In this work we consider the parameter estimation of TMAPs to experimental data sets based on the EM method. The EM method has been used successfully for parameter estimation of several models with background Markov chains, e.g., for PH distributions [3], for PH distributions with structural restriction [10], for MAPs [4], for MAPs with structural restrictions [7, 9]. The experiences from these previous research results indicate that the inherent redundancy of the stochastic models with background Markov chains makes the parameter estimation of the general models inefficient. In this work we avoid the implementation of the EM based estimation of general TMAPs and immediately apply a similar structural restriction as the one which turned out to be efficient in case of PH distributions [10] and MAPs [7, 9]. The formulas of the EM method for TMAP fitting show similarities with the ones for MAP fitting in [7], but there are intricate details associated with the handling of background process termination which require a non-trivial reconsideration of the expectation and the maximization steps of the method.

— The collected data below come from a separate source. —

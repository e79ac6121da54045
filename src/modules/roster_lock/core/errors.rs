use crate::shared::core::primitives::{MatchupId, TeamId};
use crate::shared::infrastructure::snapshot_store::SnapshotStoreError;
use chrono::NaiveDate;
use thiserror::Error;

#[derive(Debug, Error)]
pub enum RosterLockError {
    #[error("no current lineup for team {team_id}")]
    LineupNotFound { team_id: TeamId },

    #[error("matchup {matchup_id} not found")]
    MatchupNotFound { matchup_id: MatchupId },

    #[error("team {team_id} does not play in matchup {matchup_id}")]
    TeamNotInMatchup { team_id: TeamId, matchup_id: MatchupId },

    #[error("{date} is before today and its snapshots are locked")]
    HistoricalDate { date: NaiveDate },

    #[error(transparent)]
    Store(#[from] SnapshotStoreError),

    #[error("source unavailable: {0}")]
    Source(#[from] anyhow::Error),
}

impl RosterLockError {
    /// Missing collaborator data. Batch callers skip the unit instead of failing it.
    pub fn is_not_found(&self) -> bool {
        matches!(
            self,
            RosterLockError::LineupNotFound { .. }
                | RosterLockError::MatchupNotFound { .. }
                | RosterLockError::TeamNotInMatchup { .. }
        )
    }
}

Apart of the algorithmic description of the EM method for TMAP fitting we pay attention to efficient implementation for both traditional computing devices (CPU) and graphics processing unit (GPU). Both platforms required various implementation optimizations for efficient computing of the steps of the fitting method. Together with the fitting results and the related computation times we present the applied implementation optimization methods and the related considerations.

The rest of the paper is organized as follows. The next section summarizes the basic properties of TMAPs. Section 3 presents the theoretical foundation of the EM method for TMAP fitting and the high level procedural description of the method. Section 4 discusses several implementation versions for CPU as well as for GPU-based computation. Numerical results are provided in Sect. 5 and the paper is concluded in Sect. 6.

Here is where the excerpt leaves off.